Fin mars 2021, l’échouage d’un immense porte-conteneurs dans le canal de Suez a bloqué plus de 400 navires pendant une semaine. Dans ce nouvel épisode du podcast Europe 1 Studio "Au cœur de l’Histoire", Jean des Cars raconte l’aventure prodigieuse du canal de Suez ​et de son concepteur : Ferdinand de Lesseps.

En janvier 1859, le tracé du canal de Suez est fixé mais le Sultan de Constantinople s’oppose à la construction… Dans ce nouvel épisode du podcast Europe 1 Studio "Au cœur de l'histoire", Jean des Cars revient sur les nombreuses difficultés diplomatiques auxquelles s’est heurté Ferdinand de Lesseps pour concrétiser son rêve : percer l’Isthme de Suez.

Le firman de Mohamed Saïd du 30 novembre 1854 est l’acte fondateur de la Compagnie de Suez. Celle-ci sera constituée pour 99 ans à partir du jour d’ouverture du canal à la navigation. Son directeur sera toujours nommé par le gouvernement égyptien. Celui-ci, en contrepartie des terrains qu’il cède à titre gratuit, percevra 15% des bénéfices nets de l’exploitation. Sur les 85% restants, 75 seront versés à la Compagnie et les 10% restants aux membres fondateurs. La constitution de cette société dépend évidemment de l’accord du Sultan de Constantinople dont l’Egypte est un vassal. Ce projet est soumis à une Commission Internationale qui l’approuve. Les explorations et sondages préparatoires vont aussitôt commencer.

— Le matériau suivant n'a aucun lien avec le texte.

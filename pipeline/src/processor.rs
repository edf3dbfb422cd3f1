use crate::summary::FailureRecord;
use analyzer_core::{
    CoreError, ErrorExt, LedgerEntry, RedditPost, RunConfig, StoredRecord,
};
use chrono::Utc;
use llm_interface::{GenerationParams, ModelProvider, ModelRequest, Normalizer, PromptBuilder};
use reddit_client::ForumClient;
use storage::{record_key, Ledger, RecordWriter};
use tracing::{debug, error, info, warn};

/// Raw model output is logged up to this many characters.
const RAW_OUTPUT_LOG_CHARS: usize = 1000;

#[derive(Debug, Clone, PartialEq, Eq)]
pub enum PostOutcome {
    Processed,
    SkippedDuplicate,
    Failed(FailureRecord),
}

/// Consults the ledger before any work is done on a post.
pub async fn is_duplicate<L: Ledger>(ledger: &L, post: &RedditPost) -> Result<bool, CoreError> {
    let seen = ledger.contains(&post.id).await?;
    if seen {
        info!("Post {} already processed. Skipping.", post.id);
    }
    Ok(seen)
}

/// Runs one post through comments, prompt, model, normalization, storage
/// and ledger, strictly in that order.
pub struct PostProcessor<'a, F, M, W, L> {
    config: &'a RunConfig,
    forum: &'a F,
    model: &'a M,
    writer: &'a W,
    ledger: &'a L,
    prompt_builder: PromptBuilder,
    normalizer: Normalizer,
    params: GenerationParams,
}

impl<'a, F, M, W, L> PostProcessor<'a, F, M, W, L>
where
    F: ForumClient,
    M: ModelProvider,
    W: RecordWriter,
    L: Ledger,
{
    pub fn new(config: &'a RunConfig, forum: &'a F, model: &'a M, writer: &'a W, ledger: &'a L) -> Self {
        Self {
            config,
            forum,
            model,
            writer,
            ledger,
            prompt_builder: PromptBuilder::new(config.explanation_schema)
                .with_max_comments(config.max_comments_for_prompt),
            normalizer: Normalizer::new(config.explanation_schema),
            params: GenerationParams::default(),
        }
    }

    pub async fn process(&self, post: &RedditPost) -> PostOutcome {
        match is_duplicate(self.ledger, post).await {
            Ok(true) => return PostOutcome::SkippedDuplicate,
            Ok(false) => {}
            Err(e) => {
                error!("Ledger lookup failed for post {}: {}", post.id, e);
                return PostOutcome::Failed(FailureRecord::new(post, &e));
            }
        }

        match self.analyze_and_store(post).await {
            Ok(()) => PostOutcome::Processed,
            Err(e) => {
                e.log_error();
                error!("Failed to process post {}", post.id);
                PostOutcome::Failed(FailureRecord::new(post, &e))
            }
        }
    }

    async fn analyze_and_store(&self, post: &RedditPost) -> Result<(), CoreError> {
        info!(
            "Processing post {} ('{}')",
            post.id,
            post.short_title(crate::summary::FAILURE_TITLE_CHARS)
        );

        let comments = self.forum.fetch_comments(post).await?;
        let texts: Vec<&str> = comments.iter().filter_map(|c| c.analysis_text()).collect();
        let prompt_comments = &texts[..texts.len().min(self.config.max_comments_for_prompt)];
        let stored_comments = &texts[..texts.len().min(self.config.comment_limit)];
        debug!(
            "Post {}: {} comments fetched, {} usable",
            post.id,
            comments.len(),
            texts.len()
        );

        let prompt = self
            .prompt_builder
            .build(&post.title, &post.selftext, prompt_comments);
        let request = ModelRequest::from_prompt(prompt, self.params.clone());
        let response = self.model.invoke(&request).await?;
        debug!(
            "Raw model output for {}: {}",
            post.id,
            response.text.chars().take(RAW_OUTPUT_LOG_CHARS).collect::<String>()
        );

        let outcome = self.normalizer.analyze(&response.text);
        if let Some(failure) = &outcome.failure {
            warn!(
                "Analysis for post {} is in an error state ({}): {}",
                post.id,
                failure.kind_label(),
                outcome.result.problem_summary
            );
        }

        let analysis_time = Utc::now();
        let record = StoredRecord::new(
            post,
            stored_comments,
            stored_comments.len() as u32,
            outcome.result,
            self.model.model_id(),
            analysis_time,
        );
        let key = record_key(&self.config.key_prefix, analysis_time, &post.id);
        self.writer.write_record(&record, &key).await?;

        self.ledger
            .mark_processed(&LedgerEntry::new(post.id.clone(), analysis_time))
            .await?;
        info!("Post {} processed and marked in ledger", post.id);
        Ok(())
    }
}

Le tracé définitif du canal est arrêté le 2 janvier 1856. C’est un tracé direct, pratiquement droit, de Suez, sur la Mer Rouge, au golfe de Péluse, ancienne cité égyptienne, à l’extrémité orientale du delta du Nil. Un port va être créé en hommage au Sultan. Il s’appellera Port-Saïd. 

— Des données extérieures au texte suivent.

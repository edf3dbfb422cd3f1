//! Parquet encoding of [`StoredRecord`]s, one single-row file per post.

use analyzer_core::{
    Concept, CoreError, ProblemExplanation, StorageError, StoredRecord, StructuredExplanation,
};
use arrow_array::builder::{ListBuilder, StringBuilder};
use arrow_array::{ArrayRef, Int64Array, ListArray, RecordBatch, StringArray, StructArray, UInt32Array};
use arrow_buffer::OffsetBuffer;
use arrow_schema::{DataType, Field, Fields, Schema};
use chrono::{DateTime, Datelike, SecondsFormat, Utc};
use parquet::arrow::ArrowWriter;
use parquet::basic::Compression;
use parquet::file::properties::WriterProperties;
use std::sync::Arc;

pub const RECORD_EXTENSION: &str = "parquet";

/// Date-partitioned object key: `prefix/year=YYYY/month=MM/day=DD/<post-id>.parquet`.
pub fn record_key(prefix: &str, analysis_time: DateTime<Utc>, post_id: &str) -> String {
    let partition = format!(
        "year={:04}/month={:02}/day={:02}/{}.{}",
        analysis_time.year(),
        analysis_time.month(),
        analysis_time.day(),
        post_id,
        RECORD_EXTENSION
    );
    let prefix = prefix.trim_matches('/');
    if prefix.is_empty() {
        partition
    } else {
        format!("{prefix}/{partition}")
    }
}

fn iso(timestamp: DateTime<Utc>) -> String {
    timestamp.to_rfc3339_opts(SecondsFormat::Micros, true)
}

fn encoding_error(reason: impl ToString) -> CoreError {
    CoreError::Storage(StorageError::EncodingFailed {
        reason: reason.to_string(),
    })
}

fn concept_fields() -> Fields {
    Fields::from(vec![
        Field::new("name", DataType::Utf8, false),
        Field::new("definition", DataType::Utf8, false),
        Field::new("use_case", DataType::Utf8, false),
        Field::new("how_it_functions", DataType::Utf8, false),
    ])
}

fn concept_list_field() -> Arc<Field> {
    Arc::new(Field::new(
        "item",
        DataType::Struct(concept_fields()),
        true,
    ))
}

fn structured_explanation_fields() -> Fields {
    Fields::from(vec![
        Field::new(
            "primary_concepts",
            DataType::List(concept_list_field()),
            false,
        ),
        Field::new("explanation", DataType::Utf8, false),
    ])
}

fn problem_explanation_type(explanation: &ProblemExplanation) -> DataType {
    match explanation {
        ProblemExplanation::Text(_) => DataType::Utf8,
        ProblemExplanation::Structured(_) => DataType::Struct(structured_explanation_fields()),
    }
}

/// Arrow schema of a record. `ProblemExplanation` is a string or a struct
/// depending on the run's explanation shape.
pub fn record_schema(explanation: &ProblemExplanation) -> Schema {
    Schema::new(vec![
        Field::new("PostID", DataType::Utf8, false),
        Field::new("Subreddit", DataType::Utf8, false),
        Field::new("Title", DataType::Utf8, false),
        Field::new("Selftext", DataType::Utf8, false),
        Field::new("URL", DataType::Utf8, false),
        Field::new("Author", DataType::Utf8, false),
        Field::new("Score", DataType::Int64, false),
        Field::new("OriginalCommentCount", DataType::UInt32, false),
        Field::new("FetchedCommentCountForAnalysis", DataType::UInt32, false),
        Field::new("PostTimestampUTC", DataType::Utf8, false),
        Field::new("FetchedCommentsText", DataType::Utf8, false),
        Field::new("ProblemSummary", DataType::Utf8, false),
        Field::new("SolutionSummary", DataType::Utf8, false),
        Field::new(
            "ProblemExplanation",
            problem_explanation_type(explanation),
            false,
        ),
        Field::new("SolutionExplanation", DataType::Utf8, false),
        Field::new(
            "SuggestedCategories",
            DataType::List(Arc::new(Field::new("item", DataType::Utf8, true))),
            false,
        ),
        Field::new("AnalysisTimestampUTC", DataType::Utf8, false),
        Field::new("BedrockModelID", DataType::Utf8, false),
    ])
}

fn string_column(value: &str) -> ArrayRef {
    Arc::new(StringArray::from(vec![value]))
}

fn concept_column(concepts: &[Concept], project: fn(&Concept) -> &str) -> ArrayRef {
    Arc::new(StringArray::from(
        concepts.iter().map(project).collect::<Vec<_>>(),
    ))
}

fn structured_explanation_column(structured: &StructuredExplanation) -> Result<ArrayRef, CoreError> {
    let concepts = &structured.primary_concepts;
    let column = |project: fn(&Concept) -> &str| concept_column(concepts, project);

    let concept_values = StructArray::try_new(
        concept_fields(),
        vec![
            column(|c| c.name.as_str()),
            column(|c| c.definition.as_str()),
            column(|c| c.use_case.as_str()),
            column(|c| c.how_it_functions.as_str()),
        ],
        None,
    )
    .map_err(encoding_error)?;

    let concept_list = ListArray::try_new(
        concept_list_field(),
        OffsetBuffer::from_lengths([concepts.len()]),
        Arc::new(concept_values),
        None,
    )
    .map_err(encoding_error)?;

    let explanation = StructArray::try_new(
        structured_explanation_fields(),
        vec![Arc::new(concept_list), string_column(&structured.explanation)],
        None,
    )
    .map_err(encoding_error)?;

    Ok(Arc::new(explanation))
}

fn problem_explanation_column(explanation: &ProblemExplanation) -> Result<ArrayRef, CoreError> {
    match explanation {
        ProblemExplanation::Text(text) => Ok(string_column(text)),
        ProblemExplanation::Structured(structured) => structured_explanation_column(structured),
    }
}

fn categories_column(categories: &[String]) -> ArrayRef {
    let mut builder = ListBuilder::new(StringBuilder::new());
    for category in categories {
        builder.values().append_value(category);
    }
    builder.append(true);
    Arc::new(builder.finish())
}

/// Builds the single-row batch for `record`.
pub fn record_batch(record: &StoredRecord) -> Result<RecordBatch, CoreError> {
    let analysis = &record.analysis;
    let schema = Arc::new(record_schema(&analysis.problem_explanation));

    let columns: Vec<ArrayRef> = vec![
        string_column(&record.post_id),
        string_column(&record.subreddit),
        string_column(&record.title),
        string_column(&record.selftext),
        string_column(&record.url),
        string_column(&record.author),
        Arc::new(Int64Array::from(vec![record.score])),
        Arc::new(UInt32Array::from(vec![record.original_comment_count])),
        Arc::new(UInt32Array::from(vec![record.fetched_comment_count])),
        string_column(&iso(record.post_timestamp_utc)),
        string_column(&record.fetched_comments_text),
        string_column(&analysis.problem_summary),
        string_column(&analysis.solution_summary),
        problem_explanation_column(&analysis.problem_explanation)?,
        string_column(&analysis.solution_explanation),
        categories_column(&analysis.suggested_categories),
        string_column(&iso(record.analysis_timestamp_utc)),
        string_column(&record.model_id),
    ];

    RecordBatch::try_new(schema, columns).map_err(encoding_error)
}

/// Encodes `record` as a snappy-compressed Parquet file.
pub fn encode_record(record: &StoredRecord) -> Result<Vec<u8>, CoreError> {
    let batch = record_batch(record)?;
    let properties = WriterProperties::builder()
        .set_compression(Compression::SNAPPY)
        .build();

    let mut buffer = Vec::new();
    let mut writer =
        ArrowWriter::try_new(&mut buffer, batch.schema(), Some(properties)).map_err(encoding_error)?;
    writer.write(&batch).map_err(encoding_error)?;
    writer.close().map_err(encoding_error)?;
    Ok(buffer)
}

Mais le projet se heurte très vite à des difficultés diplomatiques, d’abord à Constantinople où Lesseps se rend en 1855, tentant désespérément et sans succès d’obtenir l’accord du Sultan. Celui-ci est sous l’influence de l’ambassadeur de Grande-Bretagne, S.E. Stratford. Lesseps se rend ensuite à Londres. Faute de pouvoir faire fléchir l’obstiné Premier ministre Palmerston, il entreprend de convaincre l’opinion et les Chambres de Commerce. Le Français est aussi entêté que ses adversaires ! Il démontre aux Britanniques qu’ils auraient tout intérêt à construire le canal puisqu’il raccourcirait considérablement la route des Indes. Avocat inlassable, Lesseps continue sa tournée anglaise en organisant des meetings à Liverpool et à Manchester, puis en Irlande et en Ecosse. C’est alors qu’un tragique évènement va servir sa cause.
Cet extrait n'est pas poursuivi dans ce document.